Task brief: Return the data below exactly, but only from the line containing "#[derive(Debug, Clone, Copy)]" through the line containing "async fn read_at(&mut", with both of those lines included.

[[ Extracted material open ]]

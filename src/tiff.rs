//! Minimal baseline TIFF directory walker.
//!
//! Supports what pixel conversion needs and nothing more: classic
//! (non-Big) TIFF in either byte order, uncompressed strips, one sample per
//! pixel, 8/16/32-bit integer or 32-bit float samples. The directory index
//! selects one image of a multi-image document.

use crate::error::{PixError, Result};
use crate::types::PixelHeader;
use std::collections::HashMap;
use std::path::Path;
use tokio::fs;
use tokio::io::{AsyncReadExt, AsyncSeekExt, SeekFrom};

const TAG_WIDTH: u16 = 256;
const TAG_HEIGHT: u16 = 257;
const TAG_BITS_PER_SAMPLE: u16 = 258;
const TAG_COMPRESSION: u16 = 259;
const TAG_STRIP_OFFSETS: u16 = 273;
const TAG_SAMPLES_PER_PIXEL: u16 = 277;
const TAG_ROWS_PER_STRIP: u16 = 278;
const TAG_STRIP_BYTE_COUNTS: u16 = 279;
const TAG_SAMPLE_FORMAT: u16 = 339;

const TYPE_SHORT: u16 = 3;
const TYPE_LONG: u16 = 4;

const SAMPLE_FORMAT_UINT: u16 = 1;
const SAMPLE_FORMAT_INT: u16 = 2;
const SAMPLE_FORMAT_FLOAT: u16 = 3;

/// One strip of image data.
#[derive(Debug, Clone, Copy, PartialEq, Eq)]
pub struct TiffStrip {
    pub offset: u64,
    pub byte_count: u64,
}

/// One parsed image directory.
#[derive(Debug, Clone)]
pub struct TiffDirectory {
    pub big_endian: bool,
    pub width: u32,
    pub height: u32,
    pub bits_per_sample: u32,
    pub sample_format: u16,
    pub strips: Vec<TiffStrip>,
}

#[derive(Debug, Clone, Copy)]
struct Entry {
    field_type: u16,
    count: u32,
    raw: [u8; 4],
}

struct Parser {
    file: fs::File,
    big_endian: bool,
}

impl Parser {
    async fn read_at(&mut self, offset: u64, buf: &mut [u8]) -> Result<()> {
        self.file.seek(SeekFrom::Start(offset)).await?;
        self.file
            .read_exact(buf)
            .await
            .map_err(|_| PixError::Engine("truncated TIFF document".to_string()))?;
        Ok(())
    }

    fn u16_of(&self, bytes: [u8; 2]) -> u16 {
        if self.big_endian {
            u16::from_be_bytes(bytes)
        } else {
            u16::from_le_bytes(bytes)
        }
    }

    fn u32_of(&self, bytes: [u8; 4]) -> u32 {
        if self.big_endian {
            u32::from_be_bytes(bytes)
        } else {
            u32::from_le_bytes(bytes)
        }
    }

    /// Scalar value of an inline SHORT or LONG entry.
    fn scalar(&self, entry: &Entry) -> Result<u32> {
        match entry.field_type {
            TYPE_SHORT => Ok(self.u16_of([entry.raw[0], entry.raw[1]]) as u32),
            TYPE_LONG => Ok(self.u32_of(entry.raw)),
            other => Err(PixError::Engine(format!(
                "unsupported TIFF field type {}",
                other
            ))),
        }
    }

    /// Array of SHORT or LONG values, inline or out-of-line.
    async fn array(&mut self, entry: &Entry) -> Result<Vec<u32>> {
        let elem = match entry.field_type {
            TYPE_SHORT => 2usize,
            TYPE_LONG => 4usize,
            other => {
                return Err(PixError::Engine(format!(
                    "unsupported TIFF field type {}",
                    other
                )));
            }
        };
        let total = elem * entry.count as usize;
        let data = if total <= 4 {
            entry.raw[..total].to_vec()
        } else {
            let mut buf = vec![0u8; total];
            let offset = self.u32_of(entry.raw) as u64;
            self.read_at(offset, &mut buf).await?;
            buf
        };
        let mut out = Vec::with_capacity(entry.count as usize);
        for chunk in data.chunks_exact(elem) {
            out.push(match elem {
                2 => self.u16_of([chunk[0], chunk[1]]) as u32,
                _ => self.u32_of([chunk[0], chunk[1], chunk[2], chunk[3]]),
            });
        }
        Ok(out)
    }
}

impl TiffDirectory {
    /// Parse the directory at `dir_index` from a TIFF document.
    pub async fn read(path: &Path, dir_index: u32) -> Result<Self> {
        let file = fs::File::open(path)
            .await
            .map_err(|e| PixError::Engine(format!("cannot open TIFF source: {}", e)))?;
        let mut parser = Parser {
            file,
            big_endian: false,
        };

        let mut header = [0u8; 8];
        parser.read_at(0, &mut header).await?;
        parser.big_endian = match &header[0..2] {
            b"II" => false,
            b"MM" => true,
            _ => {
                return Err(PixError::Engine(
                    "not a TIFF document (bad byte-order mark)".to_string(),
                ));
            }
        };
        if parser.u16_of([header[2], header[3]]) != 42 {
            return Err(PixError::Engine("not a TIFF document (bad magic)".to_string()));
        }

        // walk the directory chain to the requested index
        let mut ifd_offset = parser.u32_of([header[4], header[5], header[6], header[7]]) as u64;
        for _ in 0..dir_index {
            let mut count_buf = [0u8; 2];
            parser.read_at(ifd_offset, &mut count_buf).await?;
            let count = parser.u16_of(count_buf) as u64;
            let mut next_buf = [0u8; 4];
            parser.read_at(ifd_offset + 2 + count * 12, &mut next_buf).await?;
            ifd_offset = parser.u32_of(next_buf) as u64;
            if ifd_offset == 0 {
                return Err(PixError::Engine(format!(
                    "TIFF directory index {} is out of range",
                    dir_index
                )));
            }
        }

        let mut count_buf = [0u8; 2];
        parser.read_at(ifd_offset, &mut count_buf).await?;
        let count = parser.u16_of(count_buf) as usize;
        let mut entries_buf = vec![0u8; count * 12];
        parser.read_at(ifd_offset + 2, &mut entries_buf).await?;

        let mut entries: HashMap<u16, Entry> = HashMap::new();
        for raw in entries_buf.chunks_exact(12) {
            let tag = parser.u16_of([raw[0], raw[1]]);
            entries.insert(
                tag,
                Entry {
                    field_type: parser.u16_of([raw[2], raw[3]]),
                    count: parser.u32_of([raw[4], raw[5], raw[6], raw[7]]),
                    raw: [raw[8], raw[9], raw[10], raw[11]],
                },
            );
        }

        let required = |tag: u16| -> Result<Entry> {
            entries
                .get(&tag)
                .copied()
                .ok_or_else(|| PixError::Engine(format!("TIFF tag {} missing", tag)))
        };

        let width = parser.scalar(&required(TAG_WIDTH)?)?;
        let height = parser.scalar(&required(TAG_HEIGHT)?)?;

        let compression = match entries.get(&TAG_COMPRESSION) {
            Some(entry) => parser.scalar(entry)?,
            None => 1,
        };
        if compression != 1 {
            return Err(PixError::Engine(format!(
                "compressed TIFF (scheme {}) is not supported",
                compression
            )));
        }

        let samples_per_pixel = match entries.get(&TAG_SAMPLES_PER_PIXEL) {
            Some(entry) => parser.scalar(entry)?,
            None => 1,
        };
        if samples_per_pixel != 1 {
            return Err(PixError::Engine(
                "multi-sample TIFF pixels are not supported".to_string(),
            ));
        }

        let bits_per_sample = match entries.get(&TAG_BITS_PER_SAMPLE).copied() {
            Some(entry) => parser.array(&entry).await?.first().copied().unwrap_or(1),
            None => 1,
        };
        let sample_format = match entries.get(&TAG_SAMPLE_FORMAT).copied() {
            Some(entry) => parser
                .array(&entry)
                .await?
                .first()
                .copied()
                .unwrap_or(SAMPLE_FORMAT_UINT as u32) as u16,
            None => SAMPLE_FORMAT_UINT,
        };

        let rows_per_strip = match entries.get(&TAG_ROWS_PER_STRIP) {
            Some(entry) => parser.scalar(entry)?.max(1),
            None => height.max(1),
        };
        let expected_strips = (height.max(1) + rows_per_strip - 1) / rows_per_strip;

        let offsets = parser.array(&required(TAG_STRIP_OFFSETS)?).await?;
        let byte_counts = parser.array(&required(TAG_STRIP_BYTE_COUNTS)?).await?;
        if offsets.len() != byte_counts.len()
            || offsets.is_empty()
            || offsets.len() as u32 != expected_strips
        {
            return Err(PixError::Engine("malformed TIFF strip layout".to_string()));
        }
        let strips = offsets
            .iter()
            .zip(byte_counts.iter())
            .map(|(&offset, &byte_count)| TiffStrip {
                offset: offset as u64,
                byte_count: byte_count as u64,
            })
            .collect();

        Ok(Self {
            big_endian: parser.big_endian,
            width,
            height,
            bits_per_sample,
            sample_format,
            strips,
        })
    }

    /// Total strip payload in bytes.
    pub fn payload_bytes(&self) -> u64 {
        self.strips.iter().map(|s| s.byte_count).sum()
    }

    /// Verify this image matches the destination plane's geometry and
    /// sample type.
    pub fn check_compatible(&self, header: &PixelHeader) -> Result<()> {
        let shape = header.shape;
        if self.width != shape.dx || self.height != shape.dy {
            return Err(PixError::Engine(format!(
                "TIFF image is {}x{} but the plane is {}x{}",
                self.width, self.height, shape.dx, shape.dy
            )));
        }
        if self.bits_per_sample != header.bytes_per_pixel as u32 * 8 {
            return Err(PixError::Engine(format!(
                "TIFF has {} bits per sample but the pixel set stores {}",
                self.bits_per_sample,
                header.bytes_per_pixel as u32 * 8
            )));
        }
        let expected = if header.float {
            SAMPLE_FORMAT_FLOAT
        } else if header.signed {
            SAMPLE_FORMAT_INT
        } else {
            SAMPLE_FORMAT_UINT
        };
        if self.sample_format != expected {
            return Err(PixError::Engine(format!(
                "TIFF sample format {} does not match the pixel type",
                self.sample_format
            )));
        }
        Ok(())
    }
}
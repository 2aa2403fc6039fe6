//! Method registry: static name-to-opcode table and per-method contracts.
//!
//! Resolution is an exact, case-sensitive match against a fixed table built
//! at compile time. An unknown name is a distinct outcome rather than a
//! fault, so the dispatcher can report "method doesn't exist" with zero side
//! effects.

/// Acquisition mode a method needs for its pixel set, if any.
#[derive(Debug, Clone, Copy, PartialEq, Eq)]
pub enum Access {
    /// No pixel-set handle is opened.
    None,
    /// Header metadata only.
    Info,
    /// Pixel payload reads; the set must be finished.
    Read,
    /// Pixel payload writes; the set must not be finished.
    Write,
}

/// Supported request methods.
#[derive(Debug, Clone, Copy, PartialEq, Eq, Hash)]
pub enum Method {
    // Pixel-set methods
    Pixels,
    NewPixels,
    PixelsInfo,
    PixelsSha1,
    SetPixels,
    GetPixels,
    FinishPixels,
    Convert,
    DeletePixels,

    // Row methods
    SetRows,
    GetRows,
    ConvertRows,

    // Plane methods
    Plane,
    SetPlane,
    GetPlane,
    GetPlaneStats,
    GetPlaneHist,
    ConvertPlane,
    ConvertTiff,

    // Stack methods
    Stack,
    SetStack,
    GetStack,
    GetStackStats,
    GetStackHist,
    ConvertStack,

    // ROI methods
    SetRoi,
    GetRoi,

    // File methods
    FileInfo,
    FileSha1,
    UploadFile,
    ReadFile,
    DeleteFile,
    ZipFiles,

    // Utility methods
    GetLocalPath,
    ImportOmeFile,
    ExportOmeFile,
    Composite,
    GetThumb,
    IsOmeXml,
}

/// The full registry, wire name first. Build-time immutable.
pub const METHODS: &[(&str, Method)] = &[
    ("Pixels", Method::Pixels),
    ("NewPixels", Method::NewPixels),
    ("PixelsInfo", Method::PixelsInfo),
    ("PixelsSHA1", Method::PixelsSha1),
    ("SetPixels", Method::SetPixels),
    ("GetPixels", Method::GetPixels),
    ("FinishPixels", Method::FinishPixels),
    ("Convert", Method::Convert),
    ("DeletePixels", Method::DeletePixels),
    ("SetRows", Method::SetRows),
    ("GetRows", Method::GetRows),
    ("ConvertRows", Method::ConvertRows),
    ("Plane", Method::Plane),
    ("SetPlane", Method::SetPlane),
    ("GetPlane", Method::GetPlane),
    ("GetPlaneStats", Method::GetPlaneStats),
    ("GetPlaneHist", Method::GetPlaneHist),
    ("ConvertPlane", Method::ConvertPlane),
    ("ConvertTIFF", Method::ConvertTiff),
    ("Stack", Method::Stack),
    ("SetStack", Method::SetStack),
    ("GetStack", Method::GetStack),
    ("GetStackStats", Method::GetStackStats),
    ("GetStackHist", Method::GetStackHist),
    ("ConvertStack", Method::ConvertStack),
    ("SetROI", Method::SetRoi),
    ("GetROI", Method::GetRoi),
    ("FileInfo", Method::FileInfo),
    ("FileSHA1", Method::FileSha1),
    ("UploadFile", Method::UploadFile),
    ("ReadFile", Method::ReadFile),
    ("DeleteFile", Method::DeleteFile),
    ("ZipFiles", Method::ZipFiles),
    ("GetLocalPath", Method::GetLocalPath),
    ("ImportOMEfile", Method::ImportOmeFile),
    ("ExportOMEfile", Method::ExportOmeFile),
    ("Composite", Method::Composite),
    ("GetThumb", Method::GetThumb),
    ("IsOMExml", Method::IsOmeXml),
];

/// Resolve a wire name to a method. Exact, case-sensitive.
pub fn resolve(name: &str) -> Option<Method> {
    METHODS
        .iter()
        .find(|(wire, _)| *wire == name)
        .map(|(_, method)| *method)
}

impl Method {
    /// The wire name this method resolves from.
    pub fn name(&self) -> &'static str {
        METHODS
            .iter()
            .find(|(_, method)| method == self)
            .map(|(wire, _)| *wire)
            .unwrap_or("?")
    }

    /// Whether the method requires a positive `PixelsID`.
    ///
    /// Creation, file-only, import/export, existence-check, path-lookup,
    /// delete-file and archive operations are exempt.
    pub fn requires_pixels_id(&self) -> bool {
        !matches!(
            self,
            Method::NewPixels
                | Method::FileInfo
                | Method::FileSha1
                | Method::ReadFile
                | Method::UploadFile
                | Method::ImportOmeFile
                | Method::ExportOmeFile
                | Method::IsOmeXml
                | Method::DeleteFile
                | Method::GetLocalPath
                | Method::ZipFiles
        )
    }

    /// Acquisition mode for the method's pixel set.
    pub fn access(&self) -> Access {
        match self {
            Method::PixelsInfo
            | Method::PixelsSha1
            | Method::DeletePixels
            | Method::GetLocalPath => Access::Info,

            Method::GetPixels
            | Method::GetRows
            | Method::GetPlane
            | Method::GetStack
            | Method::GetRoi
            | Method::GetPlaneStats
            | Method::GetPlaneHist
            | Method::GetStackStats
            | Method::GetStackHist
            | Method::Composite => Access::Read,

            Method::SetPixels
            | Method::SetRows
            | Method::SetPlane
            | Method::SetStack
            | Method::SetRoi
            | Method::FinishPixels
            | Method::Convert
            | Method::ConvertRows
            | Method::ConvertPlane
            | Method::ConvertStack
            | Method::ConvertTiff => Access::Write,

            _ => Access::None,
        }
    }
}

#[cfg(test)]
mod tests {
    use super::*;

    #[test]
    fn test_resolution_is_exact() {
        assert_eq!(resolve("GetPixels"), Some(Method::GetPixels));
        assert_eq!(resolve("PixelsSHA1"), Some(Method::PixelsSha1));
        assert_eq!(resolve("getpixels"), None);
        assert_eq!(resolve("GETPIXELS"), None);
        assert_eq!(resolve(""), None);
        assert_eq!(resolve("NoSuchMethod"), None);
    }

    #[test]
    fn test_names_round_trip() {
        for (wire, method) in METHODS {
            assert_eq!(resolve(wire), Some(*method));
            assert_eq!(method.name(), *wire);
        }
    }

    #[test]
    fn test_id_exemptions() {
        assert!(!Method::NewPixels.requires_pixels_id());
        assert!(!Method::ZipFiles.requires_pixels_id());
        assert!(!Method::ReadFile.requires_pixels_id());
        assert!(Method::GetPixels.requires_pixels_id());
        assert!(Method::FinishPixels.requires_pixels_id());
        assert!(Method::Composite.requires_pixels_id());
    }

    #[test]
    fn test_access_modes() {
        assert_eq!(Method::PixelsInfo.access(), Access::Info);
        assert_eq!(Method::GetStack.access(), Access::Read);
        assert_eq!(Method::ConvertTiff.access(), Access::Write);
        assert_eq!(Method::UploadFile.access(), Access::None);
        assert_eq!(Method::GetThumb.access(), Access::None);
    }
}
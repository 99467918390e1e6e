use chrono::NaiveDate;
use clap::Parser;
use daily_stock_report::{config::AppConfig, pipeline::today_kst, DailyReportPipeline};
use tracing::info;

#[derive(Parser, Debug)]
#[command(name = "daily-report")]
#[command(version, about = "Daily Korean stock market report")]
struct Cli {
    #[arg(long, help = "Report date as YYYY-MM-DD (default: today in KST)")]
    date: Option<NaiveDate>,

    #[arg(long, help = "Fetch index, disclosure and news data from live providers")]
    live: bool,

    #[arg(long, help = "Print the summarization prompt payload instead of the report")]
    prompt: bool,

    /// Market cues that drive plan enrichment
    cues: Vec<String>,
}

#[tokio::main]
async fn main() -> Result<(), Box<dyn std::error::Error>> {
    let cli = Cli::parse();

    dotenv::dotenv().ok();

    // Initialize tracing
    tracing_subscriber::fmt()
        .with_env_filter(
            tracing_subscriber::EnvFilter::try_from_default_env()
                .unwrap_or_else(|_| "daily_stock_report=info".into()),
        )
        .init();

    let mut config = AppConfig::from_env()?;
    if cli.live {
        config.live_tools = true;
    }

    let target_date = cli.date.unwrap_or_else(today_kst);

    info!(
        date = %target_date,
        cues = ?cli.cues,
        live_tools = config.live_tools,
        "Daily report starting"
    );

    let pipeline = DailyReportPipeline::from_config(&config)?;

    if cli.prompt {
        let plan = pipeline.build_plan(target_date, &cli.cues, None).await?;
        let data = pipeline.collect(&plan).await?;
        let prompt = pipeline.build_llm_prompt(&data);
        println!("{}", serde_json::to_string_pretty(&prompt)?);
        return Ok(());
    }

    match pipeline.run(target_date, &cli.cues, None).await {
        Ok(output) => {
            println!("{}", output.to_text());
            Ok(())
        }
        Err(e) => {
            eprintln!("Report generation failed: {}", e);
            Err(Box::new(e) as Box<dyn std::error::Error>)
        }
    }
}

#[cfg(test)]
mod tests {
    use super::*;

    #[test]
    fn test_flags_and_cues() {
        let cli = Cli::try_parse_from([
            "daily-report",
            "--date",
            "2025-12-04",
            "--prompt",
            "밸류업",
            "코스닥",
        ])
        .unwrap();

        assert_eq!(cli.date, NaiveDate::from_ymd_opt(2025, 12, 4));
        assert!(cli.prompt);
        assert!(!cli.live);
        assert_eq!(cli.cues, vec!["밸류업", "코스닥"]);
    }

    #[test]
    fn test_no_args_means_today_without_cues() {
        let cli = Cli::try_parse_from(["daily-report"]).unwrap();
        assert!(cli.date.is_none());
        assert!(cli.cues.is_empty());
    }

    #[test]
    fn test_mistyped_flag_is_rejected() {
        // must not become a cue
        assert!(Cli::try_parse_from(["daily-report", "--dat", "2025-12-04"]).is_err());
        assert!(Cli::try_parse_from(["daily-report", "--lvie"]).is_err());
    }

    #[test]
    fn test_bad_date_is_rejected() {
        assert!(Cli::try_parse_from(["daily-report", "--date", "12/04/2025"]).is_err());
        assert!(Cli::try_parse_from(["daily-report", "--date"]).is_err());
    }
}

[[ Extracted material closed ]]

Final answer:
#[derive(Debug, Clone, Copy)]
struct Entry {
    field_type: u16,
    count: u32,
    raw: [u8; 4],
}

struct Parser {
    file: fs::File,
    big_endian: bool,
}

impl Parser {
    async fn read_at(&mut self, offset: u64, buf: &mut [u8]) -> Result<()> {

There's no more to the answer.